As I've now shown, Peikoff's arguments make no sense at all, yet he claims that anyone who don't agree with them don't understand a philosophy that supposedly is based on reason.

Which takes us to another interesting aspect of this. As Stephan Kinsella pointed out on the LRC blog, there are at least two leading Ayn Rand Institute associates which have advocated support of the Republicans-Harry Binswanger and Robert Tracinski.

Indeed, Tracinski in his recent column about the election seemed almost as passionate about his rejection of the Democrats as Peikoff was about his support of them.
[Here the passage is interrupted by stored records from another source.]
impl TopRated {
    pub fn new(map_size: usize) -> Self {
        Self {
            slots: vec![None; map_size],
            score_changed: false,
        }
    }

    pub fn get(&self, edge: usize) -> Option<EntryId> {
        self.slots.get(edge).copied().flatten()
    }

    /// Offers entry `id`, whose classified trace is `trace`, for every edge it hits.
    ///
    /// The entry takes a slot when the slot is empty or its favor factor
    /// (execution time times length) is no worse than the holder's. A displaced
    /// holder loses a reference and drops its trace mini when none remain.
    ///
    /// # Returns
    /// `true` if any slot changed.
    pub fn update_bitmap_score(&mut self, queue: &mut Queue, id: EntryId, trace: &Bitmap) -> bool {
        let fav_factor = queue.entries[id].fav_factor();
        let mut changed = false;

        for (edge, &hits) in trace.as_slice().iter().enumerate().take(self.slots.len()) {
            if hits == 0 {
                continue;
            }

            if let Some(holder) = self.slots[edge] {
                let holder_entry = &mut queue.entries[holder];
                if fav_factor > holder_entry.fav_factor() {
                    continue;
                }
                holder_entry.tc_ref = holder_entry.tc_ref.saturating_sub(1);
                if holder_entry.tc_ref == 0 {
                    holder_entry.trace_mini = None;
                }
            }

            self.slots[edge] = Some(id);
            let entry = &mut queue.entries[id];
            entry.tc_ref += 1;
            if entry.trace_mini.is_none() {
                entry.trace_mini = Some(trace.minimize_bits());
            }
            changed = true;
        }

        if changed {
            self.score_changed = true;
        }
        changed
    }

    #[cfg(test)]
    pub(crate) fn set_slot(&mut self, edge: usize, id: Option<EntryId>) {
        self.slots[edge] = id;
        self.score_changed = true;
    }
}
//! The fuzzing engine: session setup, the queue cycle loop and persistence.
//!
//! The mutation stages, calibration and the save pipeline live in the
//! submodules; they all operate on the single [`Engine`] value, which owns every
//! piece of mutable fuzzing state.

mod calibrate;
mod deterministic;
mod havoc;
mod pipeline;
mod stage;

pub use stage::EntryOutcome;

use crate::bitmap::{Bitmap, NewBits};
use crate::config::FuzzerSettings;
use crate::constants::{
    CAL_CHANCES, CUR_INPUT_FILENAME, EXEC_TIMEOUT, EXEC_TM_ROUND, FUZZ_BITMAP_FILENAME,
    FUZZER_STATS_FILENAME, MAP_SIZE, MAX_FILE, OUTPUT_GRACE,
};
use crate::error::{FuzzError, io_error};
use crate::executor::{ExecStatus, Executor};
use crate::extras::ExtrasStore;
use crate::fs::FileSystem;
use crate::queue::{AUTO_EXTRAS_DIR, EntryId, Queue, STATE_DIR, Sidecar, TopRated};
use crate::stats::{FuzzerStats, RunCounters, StageStats, unix_time};
use log::{debug, error, info, warn};
use rand::seq::SliceRandom;
use rand_chacha::ChaCha8Rng;
use std::io::ErrorKind;
use std::path::{Path, PathBuf};
use std::sync::Arc;
use std::sync::atomic::{AtomicBool, Ordering};
use std::time::{Duration, Instant};

/// Outcome of one engine-level target run.
#[derive(Debug, Clone, PartialEq, Eq)]
pub enum RunOutcome {
    Ok,
    Timeout,
    Crash { reason: i32 },
    Error(String),
    /// The first calibration run produced an empty trace.
    NoInstrumentation,
    /// A first calibration saw nothing the virgin map had not already seen.
    NoNewBits,
    Stopping,
}

/// Where the execution timeout came from.
#[derive(Debug, Clone, Copy, PartialEq, Eq)]
enum TimeoutSource {
    Auto,
    Fixed,
    Resumed,
}

/// Paths inside the output directory.
#[derive(Debug, Clone)]
pub struct OutputLayout {
    pub out_dir: PathBuf,
    pub queue_dir: PathBuf,
    pub crashes_dir: PathBuf,
    pub hangs_dir: PathBuf,
}

impl OutputLayout {
    pub fn new(out_dir: &Path) -> Self {
        Self {
            out_dir: out_dir.to_path_buf(),
            queue_dir: out_dir.join("queue"),
            crashes_dir: out_dir.join("crashes"),
            hangs_dir: out_dir.join("hangs"),
        }
    }

    pub fn state_dir(&self, kind: Sidecar) -> PathBuf {
        self.queue_dir.join(STATE_DIR).join(kind.dir_name())
    }

    pub fn auto_extras_dir(&self) -> PathBuf {
        self.queue_dir.join(STATE_DIR).join(AUTO_EXTRAS_DIR)
    }

    pub fn stats_file(&self) -> PathBuf {
        self.out_dir.join(FUZZER_STATS_FILENAME)
    }

    pub fn bitmap_file(&self) -> PathBuf {
        self.out_dir.join(FUZZ_BITMAP_FILENAME)
    }

    pub fn resume_dir(&self) -> PathBuf {
        self.out_dir.join("_resume")
    }
}

pub struct Engine {
    settings: FuzzerSettings,
    executor: Box<dyn Executor>,
    fs: Box<dyn FileSystem>,
    rng: ChaCha8Rng,
    layout: OutputLayout,
    /// Directory the seeds are read from.
    seed_dir: PathBuf,

    queue: Queue,
    top_rated: TopRated,
    extras: ExtrasStore,

    trace: Bitmap,
    virgin_bits: Bitmap,
    virgin_tmout: Bitmap,
    virgin_crash: Bitmap,
    var_bytes: Bitmap,

    exec_timeout: u64,
    hang_timeout: u64,
    timeout_source: TimeoutSource,
    havoc_div: u32,

    queue_cycle: u64,
    cycles_wo_finds: u64,
    prev_queued: usize,
    use_splicing: bool,
    current_entry: EntryId,
    seek_to: usize,
    resuming_fuzz: bool,
    bitmap_changed: bool,
    auto_changed: bool,
    prepared: bool,

    counters: RunCounters,
    stage_stats: StageStats,

    stop: Arc<AtomicBool>,
    skip: Arc<AtomicBool>,
    start_time: u64,
    started: Instant,
    last_stats_write: Instant,
    command_line: String,
}
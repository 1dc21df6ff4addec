//! Deterministic stages: walking bit flips, arithmetic, interesting values and
//! dictionary tokens.
//!
//! Every stage mutates `out_buf` in place and restores it before returning, so
//! the next stage starts from the entry's own bytes. Mutations a cheaper stage
//! already produced are skipped with the `could_be_*` helpers.

use super::stage::{EntryState, StageResult, ValueType, fuzz_or_abandon};
use super::Engine;
use crate::buffer::Endian;
use crate::constants::{
    ARITH_MAX, EFF_MIN_LEN, INTERESTING_8, INTERESTING_16, INTERESTING_32, MAX_AUTO_EXTRA,
    MAX_DET_EXTRAS, MAX_FILE, MIN_AUTO_EXTRA, USE_AUTO_EXTRAS,
};
use crate::effector::EffectorMap;
use crate::error::FuzzError;
use crate::stats::Stage;
use rand::Rng;

type StageFn = fn(&mut Engine, &mut EntryState) -> Result<StageResult, FuzzError>;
So, is the ARI going to keep as leading fellows two persons who according to Peikoff
don't understand Objectivism? Or are they to be added to an ever growing list of "ex-communicated" people (people thus offically classified as "anti-life, anti-reason etc. ) including David Kelley, George Reisman, Per-Olof Samuelsson and others?

3 Comments:

Blogger Stephan Kinsella said...

Tell more about the excommunication of this "Samuelsson"--I hadn't heard of that one. It's like a frickin' soap opera!

4:13 AM  
Anonymous RnBram said...

A thoughtful post. I quite understand why you've commented as you have.

In Peikoff's defense, however, he rarely speaks unless it is in important essentials, He also speaks for the long term. In so brief a statement there is no need for him to present explanations of socialism (which, Rand showed, = communism) —it is up to us to grasp the essentials.

Socialism is intellectually bankrupt, even if it is still rolling on its own momentum. It is also based on largely ethico-political arguments, which are derivatives of their vacuous epistemology.

In contrast, religious mysticism is on the rise, as the epistemological alternative to Leftist irrationalism. Religion has more historic momentum, and gains ethical and political support from the momentum of the altruist, statist Left. Philosophically the altruist, statist Right has no real opposition aside from a minuscule Objectivist population. As such it is the cultural default.

The more concrete, short range view is based on the need to oppose violence from the Islamic world. Although the threat is quite real, supporting Republican religion merely adds gas to the philosophical fire. Peikoff grasps that the short term risk is minimal as against the long term risk.

The Islamists are an inept enemy, the religious right is not. Worse, the Right's 'opposition' to Islamic enemies is bringing death and financial destruction to Americans - nearly the same number of military casualties as 9/11 civilian casualties and nearly a trillion taxpayers dollars thrown at the Middle East— with no significant reduction in 'terror' risk. Could the Democrats be any worse?

Impair the rise of the religious Right. Kick them out of Washington and let the Islamists raise the ire of Americans, causing both parties rethink. As a tactic it isn't great but, in Peikoff's often profound judgment, it's the best strategy.

I could not 'see' the full significance of all this when I thought Bush would be better than Kerry, now I think I do. Peikoff was rejecting Bush then, and he was right. As for Tracinski... hmmmm... watch him, he may be right tactically and wrong strategically. And, be fair to Binswanger, his initial thought was to cast a blank ballot, which cannot be considered as full disagreement with Peikoff. All of us can change our judgments as we build integrations by weighing essentials.

Kind regards to pink Sweden, from pink Canada ;-)

RnB

5:05 PM  
Anonymous Per-Olof Samuelsson said...

Kinsella (and anyone intersted): You can read about it on my web site (www.nattvakt.com).